Bethlehem planners define what it means to be a hotel

Decision comes in response to Airbnb

BETHLEHEM, Pa. - The Bethlehem Planning Commission on Thursday voted unanimously to forward a zoning ordinance amendment changing the definition of what the city considers to be a hotel.

The amendment, which will now go before city council and was spurred by controversy over Airbnb sites in residential neighborhoods, would change the city’s zoning ordinance so that a hotel is defined as a building or group of buildings which has a central office and offers one or more rental units, as opposed to seven or more rental units under the current definition.

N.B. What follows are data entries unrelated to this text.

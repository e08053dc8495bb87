use super::handlers;
use axum::{
    routing::{patch, post, put},
    Router,
};

/// Creates the tasks router
pub fn tasks_routes() -> Router {
    Router::new()
        .route("/api/tasks", post(handlers::create_task))
        .route("/api/tasks/reorder", put(handlers::reorder_tasks))
        .route(
            "/api/tasks/:id",
            patch(handlers::rename_task).delete(handlers::delete_task),
        )
        .route("/api/tasks/:id/toggle", post(handlers::toggle_task))
}
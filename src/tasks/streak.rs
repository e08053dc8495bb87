// src/tasks/streak.rs
//! Daily completion streaks
//!
//! A task's streak state is `(streak, last_completed_at)`. Toggling on the
//! same calendar day flips between done and not done; completing on the day
//! right after the last completion extends the streak, any longer gap starts
//! over at 1. Days are calendar days in the time zone of `now`, not 24-hour
//! windows. The zone's offset is looked up per instant, so a completion made
//! before a daylight-saving change keeps its own calendar date.

use chrono::{DateTime, Local, NaiveDate, TimeZone};

/// Stored streak fields of a task
#[derive(Debug, Clone)]
pub struct StreakState<Tz: TimeZone> {
    pub streak: i64,
    pub last_completed_at: Option<DateTime<Tz>>,
}

/// Result of a toggle: the new stored fields plus the derived `done` flag
#[derive(Debug, Clone)]
pub struct Toggled<Tz: TimeZone> {
    pub streak: i64,
    pub last_completed_at: Option<DateTime<Tz>>,
    pub done: bool,
}

/// Current server time. Calendar days follow the server's local zone.
pub fn server_now() -> DateTime<Local> {
    Local::now()
}

/// Calendar date of `instant` as seen from `now`'s time zone
fn calendar_date<Tz: TimeZone>(instant: &DateTime<Tz>, now: &DateTime<Tz>) -> NaiveDate {
    instant.with_timezone(&now.timezone()).date_naive()
}

pub fn is_today<Tz: TimeZone>(instant: &DateTime<Tz>, now: &DateTime<Tz>) -> bool {
    calendar_date(instant, now) == now.date_naive()
}

pub fn is_yesterday<Tz: TimeZone>(instant: &DateTime<Tz>, now: &DateTime<Tz>) -> bool {
    now.date_naive()
        .pred_opt()
        .map_or(false, |yesterday| calendar_date(instant, now) == yesterday)
}

/// The `done` flag shared by reads and toggles.
pub fn is_done<Tz: TimeZone>(last_completed_at: Option<&DateTime<Tz>>, now: &DateTime<Tz>) -> bool {
    last_completed_at.map_or(false, |last| is_today(last, now))
}

/// Applies one toggle at `now`.
pub fn toggle<Tz: TimeZone>(state: &StreakState<Tz>, now: &DateTime<Tz>) -> Toggled<Tz> {
    let currently_done = is_done(state.last_completed_at.as_ref(), now);

    let (streak, last_completed_at) = if currently_done {
        ((state.streak - 1).max(0), None)
    } else {
        let extends = state
            .last_completed_at
            .as_ref()
            .map_or(false, |last| is_yesterday(last, now));
        let streak = if extends { state.streak + 1 } else { 1 };
        (streak, Some(now.clone()))
    };

    let done = is_done(last_completed_at.as_ref(), now);

    Toggled {
        streak,
        last_completed_at,
        done,
    }
}

/// Parses a stored RFC 3339 completion timestamp into `tz`.
/// Unparseable values read as "never completed".
pub fn parse_completed_at<Tz: TimeZone>(raw: &str, tz: &Tz) -> Option<DateTime<Tz>> {
    DateTime::parse_from_rfc3339(raw)
        .ok()
        .map(|parsed| parsed.with_timezone(tz))
}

At a November meeting, the planning commission decided to postpone a vote so that members could have more time to speak with each other and to Darlene Heller, the city’s director of planning and zoning, about the ordinance.

The original amendment before the commission at the November meeting had proposed defining a hotel as a building that offers two or more units. The current version whittles that number down to one.

Commissioners were debating the matter partly due to city homeowners starting to offer Airbnb services this past summer. An Airbnb, or Air Bed and Breakfast, is a service where homeowners can in effect turn their homes into hotels and rent one or more rooms out to people.

Tim Stevens, an Allentown attorney representing more than 35 Bethlehem homeowners opposing Airbnb sites, thanked council for forwarding the ordinance.

One of the owners Stevens represents, Hotel Bethlehem owner Bruce Haines, had suggested at the November meeting revising the definition to include homes offering one unit instead of two. Haines noted that an owner could rent out their entire home for a weekend as long as is it is in a commercial district.

At that meeting, he also said that changing the hotel definition would allow the city to impose various taxes on Airbnb sites, including the hotel tax.

Residents living in neighborhoods with Airbnb sites had been expressing concerns about guests disturbing the peace and littering.

The Bethlehem Planning Commission’s members are Robert Melosky, Matthew Malozi, Thomas Barker, Louis Stellato and Joy Cohen.